- Opening Delimiter -

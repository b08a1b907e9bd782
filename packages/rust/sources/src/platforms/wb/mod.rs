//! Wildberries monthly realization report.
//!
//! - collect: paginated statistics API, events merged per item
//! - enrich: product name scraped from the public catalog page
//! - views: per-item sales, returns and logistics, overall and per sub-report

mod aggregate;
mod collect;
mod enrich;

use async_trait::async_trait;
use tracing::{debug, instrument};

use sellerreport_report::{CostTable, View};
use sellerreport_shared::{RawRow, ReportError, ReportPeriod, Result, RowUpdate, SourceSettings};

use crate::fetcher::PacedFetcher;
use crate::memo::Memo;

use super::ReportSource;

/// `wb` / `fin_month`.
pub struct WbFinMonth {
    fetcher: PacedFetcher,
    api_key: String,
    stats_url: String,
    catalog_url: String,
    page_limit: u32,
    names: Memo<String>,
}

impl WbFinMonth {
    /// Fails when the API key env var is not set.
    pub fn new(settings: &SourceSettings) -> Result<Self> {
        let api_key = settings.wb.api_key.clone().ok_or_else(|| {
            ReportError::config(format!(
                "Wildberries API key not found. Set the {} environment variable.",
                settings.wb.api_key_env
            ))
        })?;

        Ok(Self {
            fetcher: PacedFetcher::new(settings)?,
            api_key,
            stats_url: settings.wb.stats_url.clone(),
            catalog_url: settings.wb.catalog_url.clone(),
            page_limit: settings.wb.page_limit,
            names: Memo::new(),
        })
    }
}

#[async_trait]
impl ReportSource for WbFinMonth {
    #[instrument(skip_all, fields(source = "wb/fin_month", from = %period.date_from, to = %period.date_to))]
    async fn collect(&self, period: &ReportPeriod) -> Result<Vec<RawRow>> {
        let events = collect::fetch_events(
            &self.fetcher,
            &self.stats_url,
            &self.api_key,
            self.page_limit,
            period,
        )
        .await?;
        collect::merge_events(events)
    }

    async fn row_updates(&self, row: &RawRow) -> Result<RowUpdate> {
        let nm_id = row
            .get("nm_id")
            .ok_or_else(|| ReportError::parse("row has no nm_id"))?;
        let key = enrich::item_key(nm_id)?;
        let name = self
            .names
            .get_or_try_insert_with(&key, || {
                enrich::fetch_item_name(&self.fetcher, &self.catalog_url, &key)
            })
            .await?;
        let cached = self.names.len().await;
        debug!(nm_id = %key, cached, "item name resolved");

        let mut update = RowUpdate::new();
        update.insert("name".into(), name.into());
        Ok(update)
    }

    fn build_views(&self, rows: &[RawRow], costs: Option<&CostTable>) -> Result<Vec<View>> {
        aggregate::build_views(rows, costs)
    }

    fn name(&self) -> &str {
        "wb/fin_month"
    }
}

- Closing Delimiter -

Only lines that include "Memo" belong in the answer; copy all of them from the listing.

## [SOLUTION FOR THIS PROBLEM]
use crate::memo::Memo;
    names: Memo<String>,
            names: Memo::new(),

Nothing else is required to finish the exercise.